» **Assignment**
Give every line of the records exactly, please, from the first up to and including the one containing "for local development.".

(Items listed in a dataset)
************

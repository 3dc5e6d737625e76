//! services/api/src/config.rs
//!
//! Defines the application's configuration structure and loading logic.
//!
//! All configuration is loaded from environment variables at startup. The `.env`
//! file is used for local development.

use portfolio_copilot_core::{CleanupPolicy, DialogueSettings, TriggerMatching};
use std::net::SocketAddr;
use std::time::Duration;
use tracing::Level;

/// A custom error type for configuration loading failures.
#[derive(Debug, thiserror::Error)]
pub enum ConfigError {
    #[error("Missing the environment variable {0}")]
    MissingVar(String),
    #[error("Invalid value for the environment variable {0}: {1}")]
    InvalidValue(String, String),
}

/// Where conversation sessions are kept.
#[derive(Clone, Debug, PartialEq, Eq)]
pub enum SessionBackend {
    Postgres { database_url: String },
    Memory,
}

/// Which hosted chat-completion API the adapters talk to.
#[derive(Clone, Debug, PartialEq, Eq)]
pub enum LlmProvider {
    OpenAi {
        api_key: String,
        api_base: Option<String>,
    },
    Azure {
        endpoint: String,
        api_key: String,
        api_version: String,
        deployment: String,
    },
}

/// Holds all configuration loaded from the environment at startup.
#[derive(Clone, Debug)]
pub struct Config {
    pub bind_address: SocketAddr,
    pub log_level: Level,
    pub session_backend: SessionBackend,
    pub llm: LlmProvider,
    pub chat_model: String,
    pub description_model: String,
    pub github_token: Option<String>,
    pub github_owner: String,
    pub github_repo: String,
    pub github_branch: String,
    pub github_api_base: String,
    pub portfolio_path: String,
    pub http_timeout: Duration,
    pub trigger_matching: TriggerMatching,
    pub session_cleanup: CleanupPolicy,
    pub default_user_id: String,
    pub cors_origin: Option<String>,
}

impl Config {
    /// Loads configuration from environment variables.
    ///
    /// It will look for a `.env` file in the current directory for development,
    /// but this is skipped in test environments to ensure tests are hermetic.
    pub fn from_env() -> Result<Self, ConfigError> {
        if !cfg!(test) {
            dotenvy::dotenv().ok();
        }
        Self::from_lookup(|key| std::env::var(key).ok())
    }

    /// Builds the configuration from an arbitrary variable source.
    pub fn from_lookup<F>(lookup: F) -> Result<Self, ConfigError>
    where
        F: Fn(&str) -> Option<String>,
    {
        let var = |key: &str| lookup(key).filter(|v| !v.trim().is_empty());
        let required = |key: &str| var(key).ok_or_else(|| ConfigError::MissingVar(key.to_string()));
        let or_default = |key: &str, default: &str| var(key).unwrap_or_else(|| default.to_string());

        // --- Server Settings ---
        let bind_address_str = or_default("BIND_ADDRESS", "0.0.0.0:3000");
        let bind_address = bind_address_str.parse::<SocketAddr>().map_err(|e| {
            ConfigError::InvalidValue("BIND_ADDRESS".to_string(), e.to_string())
        })?;

        let log_level_str = or_default("RUST_LOG", "INFO");
        let log_level = log_level_str.parse::<Level>().map_err(|_| {
            ConfigError::InvalidValue(
                "RUST_LOG".to_string(),
                format!("'{}' is not a valid log level", log_level_str),
            )
        })?;

        // --- Session Storage ---
        let session_backend = match or_default("SESSION_BACKEND", "postgres").to_lowercase().as_str() {
            "postgres" => SessionBackend::Postgres {
                database_url: required("DATABASE_URL")?,
            },
            "memory" => SessionBackend::Memory,
            other => {
                return Err(ConfigError::InvalidValue(
                    "SESSION_BACKEND".to_string(),
                    format!("'{}' is not one of postgres, memory", other),
                ))
            }
        };

        // --- Chat Model Provider ---
        // Azure is used whenever an endpoint is configured.
        let llm = match var("AZURE_OPENAI_ENDPOINT") {
            Some(endpoint) => LlmProvider::Azure {
                endpoint,
                api_key: required("AZURE_OPENAI_KEY")?,
                api_version: or_default("AZURE_OPENAI_API_VERSION", "2025-01-01-preview"),
                deployment: or_default("DEPLOYMENT_NAME", "gpt-4o"),
            },
            None => LlmProvider::OpenAi {
                api_key: required("OPENAI_API_KEY")?,
                api_base: var("OPENAI_API_BASE"),
            },
        };
        let chat_model = or_default("CHAT_MODEL", "gpt-4o");
        let description_model = or_default("DESCRIPTION_MODEL", "gpt-4o-mini");

        // --- Portfolio Repository ---
        let github_repo_str = required("GITHUB_REPO")?;
        let (github_owner, github_repo) = match github_repo_str.split_once('/') {
            Some((owner, repo)) if !owner.is_empty() && !repo.is_empty() && !repo.contains('/') => {
                (owner.to_string(), repo.to_string())
            }
            _ => {
                return Err(ConfigError::InvalidValue(
                    "GITHUB_REPO".to_string(),
                    format!("'{}' is not in the form owner/name", github_repo_str),
                ))
            }
        };
        let github_token = var("GITHUB_TOKEN");
        let github_branch = or_default("GITHUB_BRANCH", "master");
        let github_api_base = or_default("GITHUB_API_BASE", "https://api.github.com")
            .trim_end_matches('/')
            .to_string();
        let portfolio_path = or_default("PORTFOLIO_PATH", "index.html");

        let timeout_str = or_default("HTTP_TIMEOUT_SECS", "30");
        let http_timeout = timeout_str
            .parse::<u64>()
            .ok()
            .filter(|secs| *secs > 0)
            .map(Duration::from_secs)
            .ok_or_else(|| {
                ConfigError::InvalidValue(
                    "HTTP_TIMEOUT_SECS".to_string(),
                    format!("'{}' is not a positive number of seconds", timeout_str),
                )
            })?;

        // --- Conversation Behaviour ---
        let trigger_matching = match parse_bool("TRIGGER_CASE_SENSITIVE", var("TRIGGER_CASE_SENSITIVE"))? {
            true => TriggerMatching::CaseSensitive,
            false => TriggerMatching::CaseInsensitive,
        };
        let session_cleanup = match or_default("SESSION_CLEANUP", "on_completion").to_lowercase().as_str() {
            "on_completion" => CleanupPolicy::OnCompletion,
            "on_publish_success" => CleanupPolicy::OnPublishSuccess,
            other => {
                return Err(ConfigError::InvalidValue(
                    "SESSION_CLEANUP".to_string(),
                    format!("'{}' is not one of on_completion, on_publish_success", other),
                ))
            }
        };
        let default_user_id = or_default("DEFAULT_USER_ID", "default_user");
        let cors_origin = var("CORS_ORIGIN");

        Ok(Self {
            bind_address,
            log_level,
            session_backend,
            llm,
            chat_model,
            description_model,
            github_token,
            github_owner,
            github_repo,
            github_branch,
            github_api_base,
            portfolio_path,
            http_timeout,
            trigger_matching,
            session_cleanup,
            default_user_id,
            cors_origin,
        })
    }

    pub fn dialogue_settings(&self) -> DialogueSettings {
        DialogueSettings {
            matching: self.trigger_matching,
            cleanup: self.session_cleanup,
        }
    }
}

fn parse_bool(key: &str, value: Option<String>) -> Result<bool, ConfigError> {
    match value.as_deref().map(str::to_lowercase).as_deref() {
        None | Some("false") | Some("0") | Some("no") => Ok(false),
        Some("true") | Some("1") | Some("yes") => Ok(true),
        Some(other) => Err(ConfigError::InvalidValue(
            key.to_string(),
            format!("'{}' is not a boolean", other),
        )),
    }
}

#[cfg(test)]
mod tests {
    use super::*;
    use std::collections::HashMap;

    fn load(vars: &[(&str, &str)]) -> Result<Config, ConfigError> {
        let map: HashMap<String, String> = vars
            .iter()
            .map(|(k, v)| (k.to_string(), v.to_string()))
            .collect();
        Config::from_lookup(|key| map.get(key).cloned())
    }

    const MINIMAL: &[(&str, &str)] = &[
        ("SESSION_BACKEND", "memory"),
        ("OPENAI_API_KEY", "sk-test"),
        ("GITHUB_REPO", "octo/octo.github.io"),
    ];

    #[test]
    fn defaults_are_applied() {
        let config = load(MINIMAL).unwrap();
        assert_eq!(config.bind_address.to_string(), "0.0.0.0:3000");
        assert_eq!(config.log_level, Level::INFO);
        assert_eq!(config.session_backend, SessionBackend::Memory);
        assert_eq!(config.github_owner, "octo");
        assert_eq!(config.github_repo, "octo.github.io");
        assert_eq!(config.github_branch, "master");
        assert_eq!(config.portfolio_path, "index.html");
        assert_eq!(config.http_timeout, Duration::from_secs(30));
        assert_eq!(config.trigger_matching, TriggerMatching::CaseInsensitive);
        assert_eq!(config.session_cleanup, CleanupPolicy::OnCompletion);
        assert_eq!(config.default_user_id, "default_user");
        assert!(matches!(config.llm, LlmProvider::OpenAi { api_base: None, .. }));
    }

    #[test]
    fn postgres_backend_requires_database_url() {
        let err = load(&[("OPENAI_API_KEY", "sk-test"), ("GITHUB_REPO", "a/b")]).unwrap_err();
        assert!(matches!(err, ConfigError::MissingVar(ref v) if v == "DATABASE_URL"));
    }

    #[test]
    fn azure_endpoint_selects_azure_provider() {
        let mut vars = MINIMAL.to_vec();
        vars.push(("AZURE_OPENAI_ENDPOINT", "https://example.openai.azure.com"));
        vars.push(("AZURE_OPENAI_KEY", "azure-key"));
        let config = load(&vars).unwrap();
        match config.llm {
            LlmProvider::Azure {
                api_version,
                deployment,
                ..
            } => {
                assert_eq!(api_version, "2025-01-01-preview");
                assert_eq!(deployment, "gpt-4o");
            }
            other => panic!("expected azure, got {:?}", other),
        }
    }

    #[test]
    fn malformed_repo_is_rejected() {
        let err = load(&[
            ("SESSION_BACKEND", "memory"),
            ("OPENAI_API_KEY", "sk-test"),
            ("GITHUB_REPO", "just-a-name"),
        ])
        .unwrap_err();
        assert!(matches!(err, ConfigError::InvalidValue(ref v, _) if v == "GITHUB_REPO"));
    }

    #[test]
    fn conversation_switches_are_parsed() {
        let mut vars = MINIMAL.to_vec();
        vars.push(("TRIGGER_CASE_SENSITIVE", "true"));
        vars.push(("SESSION_CLEANUP", "on_publish_success"));
        let settings = load(&vars).unwrap().dialogue_settings();
        assert_eq!(settings.matching, TriggerMatching::CaseSensitive);
        assert_eq!(settings.cleanup, CleanupPolicy::OnPublishSuccess);

        let mut vars = MINIMAL.to_vec();
        vars.push(("SESSION_CLEANUP", "never"));
        assert!(load(&vars).is_err());
    }

    #[test]
    fn zero_timeout_is_rejected() {
        let mut vars = MINIMAL.to_vec();
        vars.push(("HTTP_TIMEOUT_SECS", "0"));
        assert!(matches!(
            load(&vars).unwrap_err(),
            ConfigError::InvalidValue(ref v, _) if v == "HTTP_TIMEOUT_SECS"
        ));
    }
}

************

» **Output of the exercise**
repository 3dc5e6d737625e76
//! services/api/src/config.rs
//!
//! Defines the application's configuration structure and loading logic.
//!
//! All configuration is loaded from environment variables at startup. The `.env`
//! file is used for local development.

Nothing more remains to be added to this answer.